The Fed is expected to hike more rates than the BoC in 2023, but the end of US rate hikes is in sight, according to BMO chief economist Doug Porter.

of USD It was one of the top stories for financial markets in 2022 given its strength in the first nine months of 2022. He hit a 20-year high at the end of September and is up 19% year-to-date.

Porter said he expects that trend to continue as the US dollar weakened in the fourth quarter and expects Looney to be “moderately profitable.” It will be a force of mild disinflation.

In 2022, energy emerged as a bit of a battlefield as renewable energy plans had to be put on hold to deal with an impending potential energy crisis in Europe. With fossil fuel prices skyrocketing and energy being one of the bright spots in the stock market, Canada’s economy benefited, but far less than it gained from reduced business investment. .

Oil prices are expected to rise next year, according to Amrita Sen, head of research at Energy Aspects.

she said CNBC The price on December 23rd was falling Because of the blockade in China and the US’ use of strategic oil reserves.

But she said China will continue to be the biggest driver of demand, and once the lockdown ends, demand will be huge, creating a multiplier effect across the Asian region.

“When China opens up, you will see feedback loops around the world,” she said.

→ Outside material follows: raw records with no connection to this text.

//! Outline builder.
//!
//! Condenses ordered sections into an indented bullet list used as shared
//! context by the generation stages.

use tracing::instrument;

use html2doc_shared::SectionChunk;

/// Maximum characters of body preview shown per outline line.
pub const PREVIEW_CHARS: usize = 80;

const ELLIPSIS: &str = "...";

/// Placeholder shown for sections without a heading.
const UNTITLED: &str = "(untitled)";

/// Build an outline with one bullet per section, indented by `level - 1`.
///
/// Each line carries the heading and the first non-empty body line, cut so
/// the preview, ellipsis included, fits [`PREVIEW_CHARS`] characters. No
/// sections produce an empty string.
#[instrument(skip_all, fields(sections = sections.len()))]
pub fn build_outline(sections: &[SectionChunk]) -> String {
    sections
        .iter()
        .map(outline_line)
        .collect::<Vec<_>>()
        .join("\n")
}

fn outline_line(section: &SectionChunk) -> String {
    let indent = "  ".repeat(usize::from(section.level.saturating_sub(1)));
    let heading = section.heading.as_deref().unwrap_or(UNTITLED);

    match preview(&section.body) {
        Some(preview) => format!("{indent}- {heading}: {preview}"),
        None => format!("{indent}- {heading}"),
    }
}

fn preview(body: &str) -> Option<String> {
    let line = body.lines().map(str::trim).find(|l| !l.is_empty())?;
    if line.chars().count() <= PREVIEW_CHARS {
        return Some(line.to_string());
    }
    let cut: String = line.chars().take(PREVIEW_CHARS - ELLIPSIS.len()).collect();
    Some(format!("{}{ELLIPSIS}", cut.trim_end()))
}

Post-2023 and the elimination of China

Canada and its allies sought to strengthen their supply chains as supply chain bottlenecks fueled higher inflation following Russia’s invasion of Ukraine in 2022.friend shoring” or “nearshoring”.

But avoiding low-cost producers in a less globalized world means one of the drivers of lower inflation will have less impact going forward.

Bank of Canada Governor Tiff Mackrem summarized his speech to BC’s Business Council on December 12, saying that “Rising geopolitical tensions and a backlash against globalization in some regions have pushed inflation down. It becomes difficult to maintain

In 2022, it will become even clearer to policy makers that Western democracies cannot continue to rely on China, which holds a dominant position in important minerals and resources. active ingredient for pharmaceuticals.

Nixon said the divergence in the global system between traditional Western allies and China will only widen, which will put further pressure on supply chains and friend-shoring and put upward pressure on inflation. .

One supply chain under development in Canada is batteryBut it has to deal with the additional hurdle of China’s dominant position.

“We cannot live in a world where the West is dependent on rare earths from China. Told.

Rahul Vaidyanath

Rahul Vaidyanath is a journalist for The Epoch Times in Ottawa. His areas of expertise include the economy, financial markets, China, and national defense and security. He has worked in Bank of Canada, Canada, Mortgage and Housing, Corporation, Investment Banks in Toronto, New York and Los Angeles.